Last year, when the World Health Organization labelled the rapidly spreading novel coronavirus a ‘pandemic’, the top brass of Mumbai’s Masina Hospital were clear about one thing. They would play a part in battling the virus this time too.

In 1918, when the ‘Spanish flu’ came to India and Mumbai bore the brunt of its entry through the ports, Masina Hospital — then just 16 years old — had treated patients with the flu. “There is evidence that patients were treated at a nominal cost,” says Dr Vispi Jokhi, Masina Chief Executive Officer, relying on sketchy notes from the past.

Since there were no detailed medical records then, the information available was that the hospital was flooded with Spanish flu patients. And their symptoms included chills, body-ache and fever. “The treatment was symptomatic,” he says.

With 200-plus beds, Masina is Mumbai’s first private charitable hospital, started in 1902 by Dr Hormasji Manekji Masina.

The one thing they learnt from the previous pandemic experience was to not be “reactive” to a crisis, says Dr Vispi. “We were proactive, but of course the magnitude of this crisis was not envisaged,” he adds.

During the 2020 pandemic, as well, many of the city’s and indeed the country’s private hospitals were roped in by State administrations to treat Covid-19, along with the Government-run hospitals.

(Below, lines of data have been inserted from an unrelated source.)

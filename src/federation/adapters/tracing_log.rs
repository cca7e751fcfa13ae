//! Operation log adapter forwarding records to `tracing`.

use crate::federation::ports::{OperationLog, Severity};

/// Operation log that emits each record as a `tracing` event at the
/// matching level.
#[derive(Debug, Clone, Copy, Default)]
pub struct TracingOperationLog;

impl TracingOperationLog {
    /// Creates the adapter.
    #[must_use]
    pub const fn new() -> Self {
        Self
    }
}

impl OperationLog for TracingOperationLog {
    fn record(&self, category: &str, message: &str, severity: Severity) {
        match severity {
            Severity::Info => tracing::info!(category, "{message}"),
            Severity::Warning => tracing::warn!(category, "{message}"),
            Severity::Error => tracing::error!(category, "{message}"),
        }
    }
}
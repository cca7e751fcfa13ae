//! In-memory cache gate adapters.

use async_trait::async_trait;
use chrono::{DateTime, Duration, Utc};
use mockable::Clock;
use std::collections::HashMap;
use std::sync::{Arc, RwLock};

use crate::federation::domain::{Calendar, CalendarId};
use crate::federation::ports::CacheGate;

/// Cache gate that never holds an entry.
///
/// Every lookup is absent and every entry stale, so the dispatcher always
/// resolves through the backend. This is the default gate for hosts that
/// do not cache.
#[derive(Debug, Clone, Copy, Default)]
pub struct NullCacheGate;

impl NullCacheGate {
    /// Creates the null gate.
    #[must_use]
    pub const fn new() -> Self {
        Self
    }
}

#[async_trait]
impl CacheGate for NullCacheGate {
    async fn lookup(&self, _id: &CalendarId) -> Option<Calendar> {
        None
    }

    async fn is_stale(&self, _id: &CalendarId) -> bool {
        true
    }

    async fn store(&self, _id: &CalendarId, _calendar: &Calendar) {}
}

#[derive(Debug, Clone)]
struct CachedCalendar {
    stored_at: DateTime<Utc>,
    calendar: Calendar,
}

/// Cache gate holding entries for a fixed time-to-live.
///
/// Staleness is judged against the injected clock, keeping tests
/// deterministic. The gate is advisory: a poisoned lock degrades to
/// absence rather than failing the operation.
#[derive(Clone)]
pub struct TtlCacheGate<C>
where
    C: Clock + Send + Sync,
{
    clock: Arc<C>,
    ttl: Duration,
    state: Arc<RwLock<HashMap<String, CachedCalendar>>>,
}

impl<C> TtlCacheGate<C>
where
    C: Clock + Send + Sync,
{
    /// Creates a gate whose entries expire after `ttl`.
    #[must_use]
    pub fn new(clock: Arc<C>, ttl: Duration) -> Self {
        Self {
            clock,
            ttl,
            state: Arc::new(RwLock::new(HashMap::new())),
        }
    }
}

#[async_trait]
impl<C> CacheGate for TtlCacheGate<C>
where
    C: Clock + Send + Sync,
{
    async fn lookup(&self, id: &CalendarId) -> Option<Calendar> {
        let state = self.state.read().ok()?;
        state.get(&id.to_string()).map(|entry| entry.calendar.clone())
    }

    async fn is_stale(&self, id: &CalendarId) -> bool {
        let Ok(state) = self.state.read() else {
            return true;
        };
        state.get(&id.to_string()).is_none_or(|entry| {
            self.clock.utc().signed_duration_since(entry.stored_at) > self.ttl
        })
    }

    async fn store(&self, id: &CalendarId, calendar: &Calendar) {
        if let Ok(mut state) = self.state.write() {
            state.insert(
                id.to_string(),
                CachedCalendar {
                    stored_at: self.clock.utc(),
                    calendar: calendar.clone(),
                },
            );
        }
    }
}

“The more you look into the archives, you realise that some things were the same,” says Dr Sanjay Agarwala, Medical Director at the Hinduja Hospital. Internationally, it was seen that cities that clamped down on congregations saw a decrease in the number of infected, while a couple of places where the mayors went ahead with previously planned parades saw the infection spike, he says. But then, there was little knowledge of masks and super-spreader events, he adds.

Doing it differently

Masina approached Covid-19 differently. As international reports came in on the high ICU (intensive care unit) mortality, Dr Vispi says they decided against having one where the Covid-19 patients were treated. That was left to hospitals that had the resources, he says, adding, “we worked harder to keep patients from reaching that stage”. They found that high-flow oxygen (where it’s given at high speed and volume to a patient) prevents people from going onto a ventilator, he says.

In addition to Masina’s consultants and staff who helped tide through 2020, he says, the other features that worked in their favour included having separate air-conditioned rooms with exhausts, which curbed the flow of infection.

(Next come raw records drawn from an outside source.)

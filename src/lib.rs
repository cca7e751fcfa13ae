//! Almanac: calendar federation across pluggable storage backends.
//!
//! This crate lets a calendaring application address calendars and
//! calendar objects (events, journals, to-dos) stored across multiple,
//! independently implemented storage backends through one uniform API and
//! one uniform identifier scheme. Client code never talks to a backend
//! directly; it talks to the federation services, which resolve a flat
//! `backend.calendar[.object]` identifier to the owning backend and
//! dispatch the operation, adapting to whatever subset of operations the
//! backend actually supports.
//!
//! # Architecture
//!
//! Almanac follows hexagonal architecture principles:
//!
//! - **Domain**: Pure types and validation with no infrastructure
//!   dependencies
//! - **Ports**: Abstract trait interfaces for backends, caching, and
//!   logging
//! - **Adapters**: Concrete implementations of ports (in-memory, tracing)
//! - **Services**: The registry, dispatcher, and merge engine
//!
//! # Modules
//!
//! - [`federation`]: Backend registry, identifier codec, capability
//!   negotiation, dispatch, and merge/move emulation

pub mod federation;
//! Composite identifier codec for federated calendar addressing.
//!
//! Identifiers are the only wire-visible contract of the federation layer:
//! two dot-delimited segments address a calendar (`backend.calendar`),
//! three address one object inside it (`backend.calendar.object`).
//! Segments are case-sensitive, non-empty, and never contain the
//! delimiter.

use super::IdentifierError;
use serde::{Deserialize, Serialize};
use std::fmt;
use std::str::FromStr;

/// Delimiter joining composite identifier segments.
pub const SEGMENT_DELIMITER: char = '.';

fn validate_segment(segment: &str) -> Result<(), IdentifierError> {
    if segment.is_empty() || segment.contains(SEGMENT_DELIMITER) {
        return Err(IdentifierError::InvalidSegment(segment.to_owned()));
    }
    Ok(())
}

/// Composite identifier of a federated calendar: `backend.calendar`.
#[derive(Debug, Clone, PartialEq, Eq, Hash, Serialize, Deserialize)]
#[serde(try_from = "String", into = "String")]
pub struct CalendarId {
    backend: String,
    calendar: String,
}

impl CalendarId {
    /// Builds a calendar identifier from its two segments.
    ///
    /// # Errors
    ///
    /// Returns [`IdentifierError::InvalidSegment`] when a segment is empty
    /// or contains the delimiter; supplying such a segment is a caller
    /// error, distinct from decoding a malformed identifier.
    pub fn new(
        backend: impl Into<String>,
        calendar: impl Into<String>,
    ) -> Result<Self, IdentifierError> {
        let backend_segment = backend.into();
        let calendar_segment = calendar.into();
        validate_segment(&backend_segment)?;
        validate_segment(&calendar_segment)?;
        Ok(Self {
            backend: backend_segment,
            calendar: calendar_segment,
        })
    }

    /// Decodes a calendar identifier.
    ///
    /// # Errors
    ///
    /// Returns [`IdentifierError::Malformed`] unless the input splits into
    /// exactly two non-empty segments; nothing is silently truncated.
    pub fn parse(input: &str) -> Result<Self, IdentifierError> {
        let segments: Vec<&str> = input.split(SEGMENT_DELIMITER).collect();
        match segments.as_slice() {
            [backend, calendar] if !backend.is_empty() && !calendar.is_empty() => Ok(Self {
                backend: (*backend).to_owned(),
                calendar: (*calendar).to_owned(),
            }),
            _ => Err(IdentifierError::Malformed(input.to_owned())),
        }
    }

    /// Returns the backend segment.
    #[must_use]
    pub fn backend(&self) -> &str {
        &self.backend
    }

    /// Returns the backend-local calendar segment.
    #[must_use]
    pub fn calendar(&self) -> &str {
        &self.calendar
    }

    /// Derives the identifier of an object inside this calendar.
    ///
    /// # Errors
    ///
    /// Returns [`IdentifierError::InvalidSegment`] when the UID is empty or
    /// contains the delimiter.
    pub fn object(&self, uid: impl Into<String>) -> Result<ObjectId, IdentifierError> {
        ObjectId::new(self.clone(), uid)
    }
}

impl fmt::Display for CalendarId {
    fn fmt(&self, f: &mut fmt::Formatter<'_>) -> fmt::Result {
        write!(f, "{}{SEGMENT_DELIMITER}{}", self.backend, self.calendar)
    }
}

impl FromStr for CalendarId {
    type Err = IdentifierError;

    fn from_str(s: &str) -> Result<Self, Self::Err> {
        Self::parse(s)
    }
}

impl TryFrom<String> for CalendarId {
    type Error = IdentifierError;

    fn try_from(value: String) -> Result<Self, Self::Error> {
        Self::parse(&value)
    }
}

impl From<CalendarId> for String {
    fn from(id: CalendarId) -> Self {
        id.to_string()
    }
}

/// Composite identifier of a federated calendar object:
/// `backend.calendar.object`.
#[derive(Debug, Clone, PartialEq, Eq, Hash, Serialize, Deserialize)]
#[serde(try_from = "String", into = "String")]
pub struct ObjectId {
    calendar: CalendarId,
    uid: String,
}

impl ObjectId {
    /// Builds an object identifier from a calendar identifier and a UID.
    ///
    /// # Errors
    ///
    /// Returns [`IdentifierError::InvalidSegment`] when the UID is empty or
    /// contains the delimiter.
    pub fn new(calendar: CalendarId, uid: impl Into<String>) -> Result<Self, IdentifierError> {
        let uid_segment = uid.into();
        validate_segment(&uid_segment)?;
        Ok(Self {
            calendar,
            uid: uid_segment,
        })
    }

    /// Decodes an object identifier.
    ///
    /// # Errors
    ///
    /// Returns [`IdentifierError::Malformed`] unless the input splits into
    /// exactly three non-empty segments.
    pub fn parse(input: &str) -> Result<Self, IdentifierError> {
        let segments: Vec<&str> = input.split(SEGMENT_DELIMITER).collect();
        match segments.as_slice() {
            [backend, calendar, uid]
                if !backend.is_empty() && !calendar.is_empty() && !uid.is_empty() =>
            {
                Ok(Self {
                    calendar: CalendarId {
                        backend: (*backend).to_owned(),
                        calendar: (*calendar).to_owned(),
                    },
                    uid: (*uid).to_owned(),
                })
            }
            _ => Err(IdentifierError::Malformed(input.to_owned())),
        }
    }

    /// Returns the backend segment.
    #[must_use]
    pub fn backend(&self) -> &str {
        self.calendar.backend()
    }

    /// Returns the backend-local calendar segment.
    #[must_use]
    pub fn calendar(&self) -> &str {
        self.calendar.calendar()
    }

    /// Returns the identifier of the containing calendar.
    #[must_use]
    pub const fn calendar_id(&self) -> &CalendarId {
        &self.calendar
    }

    /// Returns the object UID segment.
    #[must_use]
    pub fn uid(&self) -> &str {
        &self.uid
    }
}

impl fmt::Display for ObjectId {
    fn fmt(&self, f: &mut fmt::Formatter<'_>) -> fmt::Result {
        write!(f, "{}{SEGMENT_DELIMITER}{}", self.calendar, self.uid)
    }
}

impl FromStr for ObjectId {
    type Err = IdentifierError;

    fn from_str(s: &str) -> Result<Self, Self::Err> {
        Self::parse(s)
    }
}

impl TryFrom<String> for ObjectId {
    type Error = IdentifierError;

    fn try_from(value: String) -> Result<Self, Self::Error> {
        Self::parse(&value)
    }
}

impl From<ObjectId> for String {
    fn from(id: ObjectId) -> Self {
        id.to_string()
    }
}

Also, being an old building they had different access points, so it helped keep non-Covid-19 services running after some early hiccups. And they brought in “portas” (portable cabins) — shipping containers redesigned as an isolation facility, complete with a bathroom.

Lethal second?

As the country braces for the second wave of the pandemic, Dr Vispi agrees that in 1918 the second wave was more “devastating”.

This time, he is hopeful that the vaccines, among other things, would help control the spread. Masina has restarted its Covid-19 facilities and would go up to 50 beds (given that 80 per cent cases were asymptomatic), he said. During the peak last year, they had over 100 beds.

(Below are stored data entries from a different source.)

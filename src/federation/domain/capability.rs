//! Operation kinds negotiated between the dispatcher and backends.

use super::ParseOperationKindError;
use serde::{Deserialize, Serialize};
use std::fmt;

/// An operation a backend may or may not implement natively.
///
/// Backends advertise support per kind through
/// [`CalendarBackend::supports`](crate::federation::ports::CalendarBackend::supports);
/// the dispatcher consults that advertisement before every mutating call
/// and before the period-bounded listing optimisation.
#[derive(Debug, Clone, Copy, PartialEq, Eq, Hash, Serialize, Deserialize)]
#[serde(rename_all = "snake_case")]
pub enum OperationKind {
    /// Create a calendar.
    CreateCalendar,
    /// Edit a calendar's data.
    EditCalendar,
    /// Delete a calendar.
    DeleteCalendar,
    /// Bump a calendar's change marker.
    TouchCalendar,
    /// Merge one calendar into another within the same backend.
    MergeCalendars,
    /// Create an object inside a calendar.
    CreateObject,
    /// Edit an object's data.
    EditObject,
    /// Delete an object.
    DeleteObject,
    /// Move an object between calendars of the same backend.
    MoveObject,
    /// List only the objects falling inside a time period.
    ObjectsInPeriod,
}

impl OperationKind {
    /// Every operation kind, in declaration order.
    pub const ALL: [Self; 10] = [
        Self::CreateCalendar,
        Self::EditCalendar,
        Self::DeleteCalendar,
        Self::TouchCalendar,
        Self::MergeCalendars,
        Self::CreateObject,
        Self::EditObject,
        Self::DeleteObject,
        Self::MoveObject,
        Self::ObjectsInPeriod,
    ];

    /// Returns the canonical string representation.
    #[must_use]
    pub const fn as_str(self) -> &'static str {
        match self {
            Self::CreateCalendar => "create_calendar",
            Self::EditCalendar => "edit_calendar",
            Self::DeleteCalendar => "delete_calendar",
            Self::TouchCalendar => "touch_calendar",
            Self::MergeCalendars => "merge_calendars",
            Self::CreateObject => "create_object",
            Self::EditObject => "edit_object",
            Self::DeleteObject => "delete_object",
            Self::MoveObject => "move_object",
            Self::ObjectsInPeriod => "objects_in_period",
        }
    }

    /// Reports whether the federation layer has a designed fallback for
    /// this operation when a backend lacks native support.
    ///
    /// Deletes degrade to hiding, period listings to local filtering, and
    /// merge/move to object-by-object decomposition. Create, edit, and
    /// touch have no fallback.
    #[must_use]
    pub const fn has_emulation(self) -> bool {
        matches!(
            self,
            Self::DeleteCalendar
                | Self::DeleteObject
                | Self::MergeCalendars
                | Self::MoveObject
                | Self::ObjectsInPeriod
        )
    }
}

impl fmt::Display for OperationKind {
    fn fmt(&self, f: &mut fmt::Formatter<'_>) -> fmt::Result {
        f.write_str(self.as_str())
    }
}

impl TryFrom<&str> for OperationKind {
    type Error = ParseOperationKindError;

    fn try_from(value: &str) -> Result<Self, Self::Error> {
        let normalized = value.trim().to_ascii_lowercase();
        match normalized.as_str() {
            "create_calendar" => Ok(Self::CreateCalendar),
            "edit_calendar" => Ok(Self::EditCalendar),
            "delete_calendar" => Ok(Self::DeleteCalendar),
            "touch_calendar" => Ok(Self::TouchCalendar),
            "merge_calendars" => Ok(Self::MergeCalendars),
            "create_object" => Ok(Self::CreateObject),
            "edit_object" => Ok(Self::EditObject),
            "delete_object" => Ok(Self::DeleteObject),
            "move_object" => Ok(Self::MoveObject),
            "objects_in_period" => Ok(Self::ObjectsInPeriod),
            _ => Err(ParseOperationKindError(value.to_owned())),
        }
    }
}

This time, Dr Agarwala points out, people can be careful and not get the virus; and doctors have tools to work with, including steroids and anti-virals. There are people who were infected and now have the antibodies, and then there are the vaccines, he says, adding that during the Spanish flu there were just the masks.

He clocks back to 1889, the Russian flu pandemic. The virus could be a precursor of the common cold, he says. Viruses have existed in the past and survive for the future by mutating, he says, adding ominously that it’s unclear if the present virus will hover around or just disappear.